ASSIGNMENT:
Some lines in the entries contain the word "Inclusive". Copy all of them.

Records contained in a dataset
================================

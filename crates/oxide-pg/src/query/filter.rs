//! Filter trees and their SQL rendering.

use std::fmt;

use crate::coder::{quote, ValueCoder};
use crate::dialect::PgDialect;
use crate::error::{Error, Result};
use crate::value::{ToValue, Value};

/// A filter expression.
///
/// ```
/// use oxide_pg::Filter;
///
/// let filter = Filter::and([
///     Filter::eq("status", "active"),
///     Filter::gte("age", 18),
///     Filter::in_list("color", ["red", "blue"]),
/// ]);
/// ```
#[derive(Debug, Clone, PartialEq)]
pub enum Filter {
    /// All children hold.
    And(Vec<Filter>),
    /// Any child holds.
    Or(Vec<Filter>),
    /// `field <op> value`.
    Compare {
        /// Column name.
        field: String,
        /// Comparison operator.
        op: CompareOp,
        /// Right-hand side.
        value: Value,
    },
    /// Field equals one of the values.
    In {
        /// Column name.
        field: String,
        /// Candidates.
        values: Vec<Value>,
    },
    /// Field equals none of the values.
    NotIn {
        /// Column name.
        field: String,
        /// Excluded values.
        values: Vec<Value>,
    },
    /// `field between low and high`.
    Range {
        /// Column name.
        field: String,
        /// Inclusive lower bound.
        low: Value,
        /// Inclusive upper bound.
        high: Value,
    },
    /// Case-insensitive substring match.
    Contains {
        /// Column name.
        field: String,
        /// Substring.
        value: String,
    },
    /// Case-insensitive `ilike '<value>%'` match.
    EndsWith {
        /// Column name.
        field: String,
        /// Pattern text.
        value: String,
    },
}

/// Comparison operators.
#[derive(Debug, Clone, Copy, PartialEq, Eq)]
pub enum CompareOp {
    /// Equal (=)
    Eq,
    /// Not equal (!=)
    Ne,
    /// Greater than (>)
    Gt,
    /// Greater than or equal (>=)
    Gte,
    /// Less than (<)
    Lt,
    /// Less than or equal (<=)
    Lte,
}

impl fmt::Display for CompareOp {
    fn fmt(&self, f: &mut fmt::Formatter<'_>) -> fmt::Result {
        match self {
            Self::Eq => write!(f, "="),
            Self::Ne => write!(f, "!="),
            Self::Gt => write!(f, ">"),
            Self::Gte => write!(f, ">="),
            Self::Lt => write!(f, "<"),
            Self::Lte => write!(f, "<="),
        }
    }
}

impl Filter {
    fn compare(field: &str, op: CompareOp, value: impl ToValue) -> Self {
        Self::Compare {
            field: field.to_string(),
            op,
            value: value.to_value(),
        }
    }

    /// `field = value`.
    #[must_use]
    pub fn eq(field: &str, value: impl ToValue) -> Self {
        Self::compare(field, CompareOp::Eq, value)
    }

    /// `field != value`, or `not like` for text.
    #[must_use]
    pub fn ne(field: &str, value: impl ToValue) -> Self {
        Self::compare(field, CompareOp::Ne, value)
    }

    /// `field > value`.
    #[must_use]
    pub fn gt(field: &str, value: impl ToValue) -> Self {
        Self::compare(field, CompareOp::Gt, value)
    }

    /// `field >= value`.
    #[must_use]
    pub fn gte(field: &str, value: impl ToValue) -> Self {
        Self::compare(field, CompareOp::Gte, value)
    }

    /// `field < value`.
    #[must_use]
    pub fn lt(field: &str, value: impl ToValue) -> Self {
        Self::compare(field, CompareOp::Lt, value)
    }

    /// `field <= value`.
    #[must_use]
    pub fn lte(field: &str, value: impl ToValue) -> Self {
        Self::compare(field, CompareOp::Lte, value)
    }

    /// Field matches any of `values`.
    #[must_use]
    pub fn in_list<V: ToValue>(field: &str, values: impl IntoIterator<Item = V>) -> Self {
        Self::In {
            field: field.to_string(),
            values: values.into_iter().map(|v| v.to_value()).collect(),
        }
    }

    /// Field matches none of `values`.
    #[must_use]
    pub fn not_in<V: ToValue>(field: &str, values: impl IntoIterator<Item = V>) -> Self {
        Self::NotIn {
            field: field.to_string(),
            values: values.into_iter().map(|v| v.to_value()).collect(),
        }
    }

    /// `field between low and high`.
    #[must_use]
    pub fn range(field: &str, low: impl ToValue, high: impl ToValue) -> Self {
        Self::Range {
            field: field.to_string(),
            low: low.to_value(),
            high: high.to_value(),
        }
    }

    /// `field ilike '%value%'`.
    #[must_use]
    pub fn contains(field: &str, value: impl Into<String>) -> Self {
        Self::Contains {
            field: field.to_string(),
            value: value.into(),
        }
    }

    /// `field ilike 'value%'`.
    #[must_use]
    pub fn ends_with(field: &str, value: impl Into<String>) -> Self {
        Self::EndsWith {
            field: field.to_string(),
            value: value.into(),
        }
    }

    /// Conjunction of `filters`.
    #[must_use]
    pub fn and(filters: impl IntoIterator<Item = Self>) -> Self {
        Self::And(filters.into_iter().collect())
    }

    /// Disjunction of `filters`.
    #[must_use]
    pub fn or(filters: impl IntoIterator<Item = Self>) -> Self {
        Self::Or(filters.into_iter().collect())
    }
}

// ================================================================
// Rendering
// ================================================================

#[derive(Debug, Clone, Copy, PartialEq, Eq)]
enum Connective {
    And,
    Or,
}

impl Connective {
    const fn separator(self) -> &'static str {
        match self {
            Self::And => " and ",
            Self::Or => " or ",
        }
    }
}

/// Rendered SQL plus the connective at its top level, if it is a chain.
struct Rendered {
    sql: String,
    chain: Option<Connective>,
}

impl Rendered {
    const fn leaf(sql: String) -> Self {
        Self { sql, chain: None }
    }

    fn join(parts: &[String], connective: Connective) -> Self {
        let chain = (parts.len() > 1).then_some(connective);
        Self {
            sql: parts.join(connective.separator()),
            chain,
        }
    }
}

impl PgDialect {
    /// Renders a filter as a boolean SQL expression. Empty groups render
    /// as an empty string.
    pub(crate) fn render_filter(&self, filter: &Filter) -> Result<String> {
        self.render(filter).map(|r| r.sql)
    }

    fn render(&self, filter: &Filter) -> Result<Rendered> {
        match filter {
            Filter::And(children) => self.render_group(children, Connective::And),
            Filter::Or(children) => self.render_group(children, Connective::Or),
            Filter::Compare { field, op, value } => {
                self.render_compare(field, *op, value).map(Rendered::leaf)
            }
            Filter::In { field, values } => {
                if values.is_empty() {
                    return Ok(Rendered::leaf("1 = 0".to_string()));
                }
                check_uniform(field, values)?;
                let parts: Vec<String> = values
                    .iter()
                    .map(|v| self.render_match(field, v, true))
                    .collect();
                Ok(Rendered::join(&parts, Connective::Or))
            }
            Filter::NotIn { field, values } => {
                if values.is_empty() {
                    return Ok(Rendered::leaf("1 = 1".to_string()));
                }
                check_uniform(field, values)?;
                let parts: Vec<String> = values
                    .iter()
                    .map(|v| self.render_match(field, v, false))
                    .collect();
                Ok(Rendered::join(&parts, Connective::And))
            }
            Filter::Range { field, low, high } => {
                if low.is_null() || high.is_null() {
                    return Err(Error::InvalidFilter(format!(
                        "range on '{field}' needs two non-null bounds"
                    )));
                }
                Ok(Rendered::leaf(format!(
                    "{field} between {} and {}",
                    self.operand(low),
                    self.operand(high)
                )))
            }
            Filter::Contains { field, value } => Ok(Rendered::leaf(format!(
                "{field} ilike {}",
                quote(&format!("%{value}%"))
            ))),
            Filter::EndsWith { field, value } => Ok(Rendered::leaf(format!(
                "{field} ilike {}",
                quote(&format!("{value}%"))
            ))),
        }
    }

    fn render_group(&self, children: &[Filter], connective: Connective) -> Result<Rendered> {
        let mut rendered = Vec::with_capacity(children.len());
        for child in children {
            let child = self.render(child)?;
            if !child.sql.is_empty() {
                rendered.push(child);
            }
        }
        // A lone child keeps its own connective so the parent still sees it.
        if rendered.len() == 1 {
            return Ok(rendered.swap_remove(0));
        }
        let parts: Vec<String> = rendered
            .into_iter()
            .map(|child| match child.chain {
                Some(inner) if inner != connective => format!("({})", child.sql),
                _ => child.sql,
            })
            .collect();
        Ok(Rendered::join(&parts, connective))
    }

    fn render_compare(&self, field: &str, op: CompareOp, value: &Value) -> Result<String> {
        match (op, value) {
            (CompareOp::Eq, Value::Null) => Ok(format!("{field} is null")),
            (CompareOp::Ne, Value::Null) => Ok(format!("{field} is not null")),
            (_, Value::Null) => Err(Error::InvalidFilter(format!(
                "'{field} {op} null' is never true"
            ))),
            (CompareOp::Ne, Value::Text(_)) => {
                Ok(format!("{field} not like {}", self.operand(value)))
            }
            _ => Ok(format!("{field} {op} {}", self.operand(value))),
        }
    }

    /// One member of an `In` (`positive`) or `NotIn` chain.
    fn render_match(&self, field: &str, value: &Value, positive: bool) -> String {
        match (value, positive) {
            (Value::Null, true) => format!("{field} is null"),
            (Value::Null, false) => format!("{field} is not null"),
            (Value::Text(_), true) => format!("{field} like {}", self.operand(value)),
            (Value::Text(_), false) => format!("{field} not like {}", self.operand(value)),
            (_, true) => format!("{field} = {}", self.operand(value)),
            (_, false) => format!("{field} != {}", self.operand(value)),
        }
    }

    /// Comparison operand: numbers stay bare, everything else is quoted.
    fn operand(&self, value: &Value) -> String {
        match value {
            Value::Bool(b) => quote(&b.to_string()),
            other => self.to_literal(other),
        }
    }
}

/// `In` and `NotIn` lists may not mix text with non-text values.
fn check_uniform(field: &str, values: &[Value]) -> Result<()> {
    let mut kinds = values
        .iter()
        .filter(|v| !v.is_null())
        .map(|v| if v.is_numeric() { "number" } else { v.kind_name() });
    let Some(first) = kinds.next() else {
        return Ok(());
    };
    kinds.find(|k| *k != first).map_or(Ok(()), |other| {
        Err(Error::InvalidFilter(format!(
            "list for '{field}' mixes {first} and {other} values"
        )))
    })
}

================================

OUTPUT OF THE TASK:
        /// Inclusive lower bound.
        /// Inclusive upper bound.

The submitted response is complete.